* **DIRECTIONS**: In the listing below, the lines starting with the line with "while let Some((point, tag))" and going on through the line with "let mut errors = Vec::new();" are to be reproduced exactly, and only those.

= = = = =

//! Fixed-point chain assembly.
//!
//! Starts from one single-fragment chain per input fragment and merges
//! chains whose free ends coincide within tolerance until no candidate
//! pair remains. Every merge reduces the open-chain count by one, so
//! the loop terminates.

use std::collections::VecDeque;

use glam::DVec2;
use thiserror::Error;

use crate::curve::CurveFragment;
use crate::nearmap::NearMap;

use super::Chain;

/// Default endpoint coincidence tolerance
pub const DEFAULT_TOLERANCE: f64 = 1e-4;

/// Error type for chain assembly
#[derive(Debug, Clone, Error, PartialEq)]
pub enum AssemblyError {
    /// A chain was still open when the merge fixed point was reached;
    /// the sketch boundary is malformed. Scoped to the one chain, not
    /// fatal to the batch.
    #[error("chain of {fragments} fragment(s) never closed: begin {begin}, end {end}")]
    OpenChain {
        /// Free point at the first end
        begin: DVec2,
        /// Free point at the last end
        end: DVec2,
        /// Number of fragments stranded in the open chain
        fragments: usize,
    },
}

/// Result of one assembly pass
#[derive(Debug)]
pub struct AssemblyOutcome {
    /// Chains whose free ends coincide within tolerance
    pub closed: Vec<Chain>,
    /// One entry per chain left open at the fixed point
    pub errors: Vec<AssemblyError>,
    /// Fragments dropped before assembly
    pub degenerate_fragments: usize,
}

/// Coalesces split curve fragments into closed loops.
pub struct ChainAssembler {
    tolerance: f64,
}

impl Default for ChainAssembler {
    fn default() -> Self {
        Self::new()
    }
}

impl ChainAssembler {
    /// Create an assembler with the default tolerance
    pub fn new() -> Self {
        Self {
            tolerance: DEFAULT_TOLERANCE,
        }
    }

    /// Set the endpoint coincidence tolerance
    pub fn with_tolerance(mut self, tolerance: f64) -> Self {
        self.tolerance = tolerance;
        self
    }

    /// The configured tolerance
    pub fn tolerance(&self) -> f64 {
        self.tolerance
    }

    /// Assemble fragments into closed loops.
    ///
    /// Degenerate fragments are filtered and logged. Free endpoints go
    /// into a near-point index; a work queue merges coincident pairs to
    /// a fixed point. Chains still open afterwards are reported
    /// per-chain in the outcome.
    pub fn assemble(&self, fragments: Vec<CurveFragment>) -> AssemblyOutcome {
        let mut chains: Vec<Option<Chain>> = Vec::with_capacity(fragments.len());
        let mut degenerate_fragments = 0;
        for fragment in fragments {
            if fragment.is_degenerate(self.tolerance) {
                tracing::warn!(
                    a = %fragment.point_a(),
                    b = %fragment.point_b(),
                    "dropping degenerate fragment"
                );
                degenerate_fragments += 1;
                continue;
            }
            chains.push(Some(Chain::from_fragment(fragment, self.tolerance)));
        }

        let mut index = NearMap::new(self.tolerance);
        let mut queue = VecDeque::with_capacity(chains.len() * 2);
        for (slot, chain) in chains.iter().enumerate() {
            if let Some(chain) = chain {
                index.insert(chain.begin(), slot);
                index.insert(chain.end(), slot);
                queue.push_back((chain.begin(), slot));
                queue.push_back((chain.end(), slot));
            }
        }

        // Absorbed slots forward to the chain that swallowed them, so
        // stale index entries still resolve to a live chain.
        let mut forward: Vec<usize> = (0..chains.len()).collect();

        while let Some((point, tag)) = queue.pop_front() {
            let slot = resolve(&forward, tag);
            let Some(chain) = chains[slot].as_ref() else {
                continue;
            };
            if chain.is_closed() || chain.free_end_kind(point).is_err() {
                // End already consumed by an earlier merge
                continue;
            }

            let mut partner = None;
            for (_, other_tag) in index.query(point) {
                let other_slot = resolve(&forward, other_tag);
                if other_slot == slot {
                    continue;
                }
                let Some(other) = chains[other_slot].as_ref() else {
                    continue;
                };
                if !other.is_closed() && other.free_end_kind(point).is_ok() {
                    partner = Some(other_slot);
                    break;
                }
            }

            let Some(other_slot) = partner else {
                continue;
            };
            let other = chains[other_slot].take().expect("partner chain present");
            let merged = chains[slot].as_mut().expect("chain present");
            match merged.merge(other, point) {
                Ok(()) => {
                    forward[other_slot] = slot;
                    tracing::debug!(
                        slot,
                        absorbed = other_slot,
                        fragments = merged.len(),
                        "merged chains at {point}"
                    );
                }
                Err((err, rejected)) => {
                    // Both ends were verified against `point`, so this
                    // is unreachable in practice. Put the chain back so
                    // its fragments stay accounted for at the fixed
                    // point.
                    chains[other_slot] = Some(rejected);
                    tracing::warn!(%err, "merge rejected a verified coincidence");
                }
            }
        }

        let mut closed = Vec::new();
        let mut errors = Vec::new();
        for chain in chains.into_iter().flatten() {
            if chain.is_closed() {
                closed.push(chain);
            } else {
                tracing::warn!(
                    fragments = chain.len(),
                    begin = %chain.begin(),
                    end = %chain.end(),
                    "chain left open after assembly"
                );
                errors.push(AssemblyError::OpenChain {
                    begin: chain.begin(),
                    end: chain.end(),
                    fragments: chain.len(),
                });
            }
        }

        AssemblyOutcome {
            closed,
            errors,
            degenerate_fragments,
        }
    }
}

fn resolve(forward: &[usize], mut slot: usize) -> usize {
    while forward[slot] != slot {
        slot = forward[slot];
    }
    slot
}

= = = = =

* **PROBLEM SOLUTION**:
        while let Some((point, tag)) = queue.pop_front() {
            let slot = resolve(&forward, tag);
            let Some(chain) = chains[slot].as_ref() else {
                continue;
            };
            if chain.is_closed() || chain.free_end_kind(point).is_err() {
                // End already consumed by an earlier merge
                continue;
            }

            let mut partner = None;
            for (_, other_tag) in index.query(point) {
                let other_slot = resolve(&forward, other_tag);
                if other_slot == slot {
                    continue;
                }
                let Some(other) = chains[other_slot].as_ref() else {
                    continue;
                };
                if !other.is_closed() && other.free_end_kind(point).is_ok() {
                    partner = Some(other_slot);
                    break;
                }
            }

            let Some(other_slot) = partner else {
                continue;
            };
            let other = chains[other_slot].take().expect("partner chain present");
            let merged = chains[slot].as_mut().expect("chain present");
            match merged.merge(other, point) {
                Ok(()) => {
                    forward[other_slot] = slot;
                    tracing::debug!(
                        slot,
                        absorbed = other_slot,
                        fragments = merged.len(),
                        "merged chains at {point}"
                    );
                }
                Err((err, rejected)) => {
                    // Both ends were verified against `point`, so this
                    // is unreachable in practice. Put the chain back so
                    // its fragments stay accounted for at the fixed
                    // point.
                    chains[other_slot] = Some(rejected);
                    tracing::warn!(%err, "merge rejected a verified coincidence");
                }
            }
        }

        let mut closed = Vec::new();
        let mut errors = Vec::new();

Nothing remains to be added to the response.